⟨

use serde::{Deserialize, Serialize};

use super::Matrix;
use crate::types::AlignmentStep;

#[derive(Debug, Clone, Copy, PartialEq, Serialize, Deserialize)]
pub struct GlobalWeights {
    /// Multiplied by the similarity of a matching pair.
    pub match_weight: f64,
    /// Added when the similarity is zero.
    pub substitution: f64,
    /// Added for every miss or extra.
    pub gap: f64,
}

impl Default for GlobalWeights {
    fn default() -> Self {
        Self {
            match_weight: 3.0,
            substitution: -1.0,
            gap: -2.0,
        }
    }
}

#[derive(Debug, Clone, PartialEq)]
pub struct GlobalAlignment<R, I> {
    /// Score at the bottom-right cell; 0 when either input is empty.
    pub score: f64,
    pub steps: Vec<AlignmentStep<R, I>>,
    pub matrix: Matrix,
}

/// Score-maximising global alignment of `reference` against `incoming`.
///
/// `similarity` returns a weight in [0, 1]; 0 means the pair does not match.
/// When the main backtrace reaches the first row or column, the remaining
/// prefix is emitted as misses (reference) or extras (incoming), so every
/// element of both inputs appears in exactly one step.
pub fn needleman_wunsch<R, I, F>(
    reference: &[R],
    incoming: &[I],
    weights: GlobalWeights,
    mut similarity: F,
) -> GlobalAlignment<R, I>
where
    R: Clone,
    I: Clone,
    F: FnMut(&R, &I) -> f64,
{
    let r_len = reference.len();
    let n_len = incoming.len();
    if r_len == 0 || n_len == 0 {
        return GlobalAlignment {
            score: 0.0,
            steps: Vec::new(),
            matrix: Matrix::default(),
        };
    }

    let GlobalWeights {
        match_weight,
        substitution,
        gap,
    } = weights;

    let mut score = Matrix::new(r_len + 1, n_len + 1);
    let mut sims = Matrix::new(r_len, n_len);
    for j in 0..=n_len {
        score.set(0, j, j as f64 * gap);
    }
    for i in 1..=r_len {
        score.set(i, 0, i as f64 * gap);
        for j in 1..=n_len {
            let sim = similarity(&reference[i - 1], &incoming[j - 1]);
            sims.set(i - 1, j - 1, sim);
            let pair = if sim > 0.0 { match_weight * sim } else { substitution };
            let best = (score.get(i - 1, j) + gap)
                .max(score.get(i, j - 1) + gap)
                .max(score.get(i - 1, j - 1) + pair);
            score.set(i, j, best);
        }
    }

    let mut steps = Vec::with_capacity(r_len + n_len);
    let mut i = r_len;
    let mut j = n_len;
    while i > 0 && j > 0 {
        let cost = score.get(i, j);
        if cost == score.get(i - 1, j) + gap {
            i -= 1;
            steps.push(AlignmentStep::Miss {
                expected: reference[i].clone(),
                cost,
            });
        } else if cost == score.get(i, j - 1) + gap {
            j -= 1;
            steps.push(AlignmentStep::Extra {
                got: incoming[j].clone(),
                cost,
            });
        } else {
            i -= 1;
            j -= 1;
            steps.push(AlignmentStep::Match {
                expected: reference[i].clone(),
                got: incoming[j].clone(),
                cost,
                similarity: Some(sims.get(i, j)),
            });
        }
    }

    let leftover_misses = i;
    let leftover_extras = j;
    while i > 0 {
        let cost = score.get(i, 0);
        i -= 1;
        steps.push(AlignmentStep::Miss {
            expected: reference[i].clone(),
            cost,
        });
    }
    while j > 0 {
        let cost = score.get(0, j);
        j -= 1;
        steps.push(AlignmentStep::Extra {
            got: incoming[j].clone(),
            cost,
        });
    }
    steps.reverse();

    let total = score.get(r_len, n_len);
    tracing::debug!(
        reference_len = r_len,
        incoming_len = n_len,
        score = total,
        steps = steps.len(),
        leftover_misses,
        leftover_extras,
        "needleman: alignment complete"
    );

    GlobalAlignment {
        score: total,
        steps,
        matrix: score,
    }
}

#[cfg(test)]
mod tests {
    use super::*;
    use crate::types::StepKind;

    fn exact(a: &char, b: &char) -> f64 {
        if a == b {
            1.0
        } else {
            0.0
        }
    }

    fn kinds<R, I>(steps: &[AlignmentStep<R, I>]) -> Vec<StepKind> {
        steps.iter().map(AlignmentStep::kind).collect()
    }

    #[test]
    fn skipped_middle_symbol_is_a_miss() {
        let out = needleman_wunsch(&['a', 'b', 'c'], &['a', 'c'], GlobalWeights::default(), exact);
        assert_eq!(out.score, 4.0);
        assert_eq!(kinds(&out.steps), [StepKind::Match, StepKind::Miss, StepKind::Match]);
        assert_eq!(out.steps[1].expected(), Some(&'b'));
    }

    #[test]
    fn border_is_index_times_gap() {
        let out = needleman_wunsch(&['a', 'b'], &['x', 'y', 'z'], GlobalWeights::default(), exact);
        assert_eq!(out.matrix.row(0), &[0.0, -2.0, -4.0, -6.0]);
        assert_eq!(out.matrix.get(2, 0), -4.0);
    }

    #[test]
    fn leftover_reference_prefix_becomes_misses() {
        let out = needleman_wunsch(&['a', 'b'], &['b'], GlobalWeights::default(), exact);
        assert_eq!(kinds(&out.steps), [StepKind::Miss, StepKind::Match]);
        assert_eq!(out.steps[0].expected(), Some(&'a'));
        assert_eq!(out.steps[0].cost(), -2.0);
        assert_eq!(out.score, 1.0);
    }

    #[test]
    fn leftover_incoming_prefix_becomes_extras() {
        let out = needleman_wunsch(&['b'], &['a', 'b'], GlobalWeights::default(), exact);
        assert_eq!(kinds(&out.steps), [StepKind::Extra, StepKind::Match]);
        assert_eq!(out.steps[0].got(), Some(&'a'));
    }

    #[test]
    fn substitution_is_reported_as_match_with_zero_similarity() {
        let out = needleman_wunsch(&['a'], &['z'], GlobalWeights::default(), exact);
        assert_eq!(out.score, -1.0);
        assert_eq!(
            out.steps,
            vec![AlignmentStep::Match {
                expected: 'a',
                got: 'z',
                cost: -1.0,
                similarity: Some(0.0),
            }]
        );
    }

    #[test]
    fn empty_inputs_give_no_steps() {
        let none: [char; 0] = [];
        assert!(needleman_wunsch(&none, &['a'], GlobalWeights::default(), exact).steps.is_empty());
        assert!(needleman_wunsch(&['a'], &none, GlobalWeights::default(), exact).steps.is_empty());
    }

    #[test]
    fn round_trip_holds() {
        let reference: Vec<char> = "shalom".chars().collect();
        let incoming: Vec<char> = "xsalloomq".chars().collect();
        let out = needleman_wunsch(&reference, &incoming, GlobalWeights::default(), exact);
        let expected: Vec<char> = out.steps.iter().filter_map(|s| s.expected().copied()).collect();
        let got: Vec<char> = out.steps.iter().filter_map(|s| s.got().copied()).collect();
        assert_eq!(expected, reference);
        assert_eq!(got, incoming);
    }
}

⟩

_EXERCISE OBJECTIVE_.
For each record in the listing, output it again exactly.

_TASK SOLUTION_.
use serde::{Deserialize, Serialize};

use super::Matrix;
use crate::types::AlignmentStep;

#[derive(Debug, Clone, Copy, PartialEq, Serialize, Deserialize)]
pub struct GlobalWeights {
    /// Multiplied by the similarity of a matching pair.
    pub match_weight: f64,
    /// Added when the similarity is zero.
    pub substitution: f64,
    /// Added for every miss or extra.
    pub gap: f64,
}

impl Default for GlobalWeights {
    fn default() -> Self {
        Self {
            match_weight: 3.0,
            substitution: -1.0,
            gap: -2.0,
        }
    }
}

#[derive(Debug, Clone, PartialEq)]
pub struct GlobalAlignment<R, I> {
    /// Score at the bottom-right cell; 0 when either input is empty.
    pub score: f64,
    pub steps: Vec<AlignmentStep<R, I>>,
    pub matrix: Matrix,
}

/// Score-maximising global alignment of `reference` against `incoming`.
///
/// `similarity` returns a weight in [0, 1]; 0 means the pair does not match.
/// When the main backtrace reaches the first row or column, the remaining
/// prefix is emitted as misses (reference) or extras (incoming), so every
/// element of both inputs appears in exactly one step.
pub fn needleman_wunsch<R, I, F>(
    reference: &[R],
    incoming: &[I],
    weights: GlobalWeights,
    mut similarity: F,
) -> GlobalAlignment<R, I>
where
    R: Clone,
    I: Clone,
    F: FnMut(&R, &I) -> f64,
{
    let r_len = reference.len();
    let n_len = incoming.len();
    if r_len == 0 || n_len == 0 {
        return GlobalAlignment {
            score: 0.0,
            steps: Vec::new(),
            matrix: Matrix::default(),
        };
    }

    let GlobalWeights {
        match_weight,
        substitution,
        gap,
    } = weights;

    let mut score = Matrix::new(r_len + 1, n_len + 1);
    let mut sims = Matrix::new(r_len, n_len);
    for j in 0..=n_len {
        score.set(0, j, j as f64 * gap);
    }
    for i in 1..=r_len {
        score.set(i, 0, i as f64 * gap);
        for j in 1..=n_len {
            let sim = similarity(&reference[i - 1], &incoming[j - 1]);
            sims.set(i - 1, j - 1, sim);
            let pair = if sim > 0.0 { match_weight * sim } else { substitution };
            let best = (score.get(i - 1, j) + gap)
                .max(score.get(i, j - 1) + gap)
                .max(score.get(i - 1, j - 1) + pair);
            score.set(i, j, best);
        }
    }

    let mut steps = Vec::with_capacity(r_len + n_len);
    let mut i = r_len;
    let mut j = n_len;
    while i > 0 && j > 0 {
        let cost = score.get(i, j);
        if cost == score.get(i - 1, j) + gap {
            i -= 1;
            steps.push(AlignmentStep::Miss {
                expected: reference[i].clone(),
                cost,
            });
        } else if cost == score.get(i, j - 1) + gap {
            j -= 1;
            steps.push(AlignmentStep::Extra {
                got: incoming[j].clone(),
                cost,
            });
        } else {
            i -= 1;
            j -= 1;
            steps.push(AlignmentStep::Match {
                expected: reference[i].clone(),
                got: incoming[j].clone(),
                cost,
                similarity: Some(sims.get(i, j)),
            });
        }
    }

    let leftover_misses = i;
    let leftover_extras = j;
    while i > 0 {
        let cost = score.get(i, 0);
        i -= 1;
        steps.push(AlignmentStep::Miss {
            expected: reference[i].clone(),
            cost,
        });
    }
    while j > 0 {
        let cost = score.get(0, j);
        j -= 1;
        steps.push(AlignmentStep::Extra {
            got: incoming[j].clone(),
            cost,
        });
    }
    steps.reverse();

    let total = score.get(r_len, n_len);
    tracing::debug!(
        reference_len = r_len,
        incoming_len = n_len,
        score = total,
        steps = steps.len(),
        leftover_misses,
        leftover_extras,
        "needleman: alignment complete"
    );

    GlobalAlignment {
        score: total,
        steps,
        matrix: score,
    }
}

#[cfg(test)]
mod tests {
    use super::*;
    use crate::types::StepKind;

    fn exact(a: &char, b: &char) -> f64 {
        if a == b {
            1.0
        } else {
            0.0
        }
    }

    fn kinds<R, I>(steps: &[AlignmentStep<R, I>]) -> Vec<StepKind> {
        steps.iter().map(AlignmentStep::kind).collect()
    }

    #[test]
    fn skipped_middle_symbol_is_a_miss() {
        let out = needleman_wunsch(&['a', 'b', 'c'], &['a', 'c'], GlobalWeights::default(), exact);
        assert_eq!(out.score, 4.0);
        assert_eq!(kinds(&out.steps), [StepKind::Match, StepKind::Miss, StepKind::Match]);
        assert_eq!(out.steps[1].expected(), Some(&'b'));
    }

    #[test]
    fn border_is_index_times_gap() {
        let out = needleman_wunsch(&['a', 'b'], &['x', 'y', 'z'], GlobalWeights::default(), exact);
        assert_eq!(out.matrix.row(0), &[0.0, -2.0, -4.0, -6.0]);
        assert_eq!(out.matrix.get(2, 0), -4.0);
    }

    #[test]
    fn leftover_reference_prefix_becomes_misses() {
        let out = needleman_wunsch(&['a', 'b'], &['b'], GlobalWeights::default(), exact);
        assert_eq!(kinds(&out.steps), [StepKind::Miss, StepKind::Match]);
        assert_eq!(out.steps[0].expected(), Some(&'a'));
        assert_eq!(out.steps[0].cost(), -2.0);
        assert_eq!(out.score, 1.0);
    }

    #[test]
    fn leftover_incoming_prefix_becomes_extras() {
        let out = needleman_wunsch(&['b'], &['a', 'b'], GlobalWeights::default(), exact);
        assert_eq!(kinds(&out.steps), [StepKind::Extra, StepKind::Match]);
        assert_eq!(out.steps[0].got(), Some(&'a'));
    }

    #[test]
    fn substitution_is_reported_as_match_with_zero_similarity() {
        let out = needleman_wunsch(&['a'], &['z'], GlobalWeights::default(), exact);
        assert_eq!(out.score, -1.0);
        assert_eq!(
            out.steps,
            vec![AlignmentStep::Match {
                expected: 'a',
                got: 'z',
                cost: -1.0,
                similarity: Some(0.0),
            }]
        );
    }

    #[test]
    fn empty_inputs_give_no_steps() {
        let none: [char; 0] = [];
        assert!(needleman_wunsch(&none, &['a'], GlobalWeights::default(), exact).steps.is_empty());
        assert!(needleman_wunsch(&['a'], &none, GlobalWeights::default(), exact).steps.is_empty());
    }

    #[test]
    fn round_trip_holds() {
        let reference: Vec<char> = "shalom".chars().collect();
        let incoming: Vec<char> = "xsalloomq".chars().collect();
        let out = needleman_wunsch(&reference, &incoming, GlobalWeights::default(), exact);
        let expected: Vec<char> = out.steps.iter().filter_map(|s| s.expected().copied()).collect();
        let got: Vec<char> = out.steps.iter().filter_map(|s| s.got().copied()).collect();
        assert_eq!(expected, reference);
        assert_eq!(got, incoming);
    }
}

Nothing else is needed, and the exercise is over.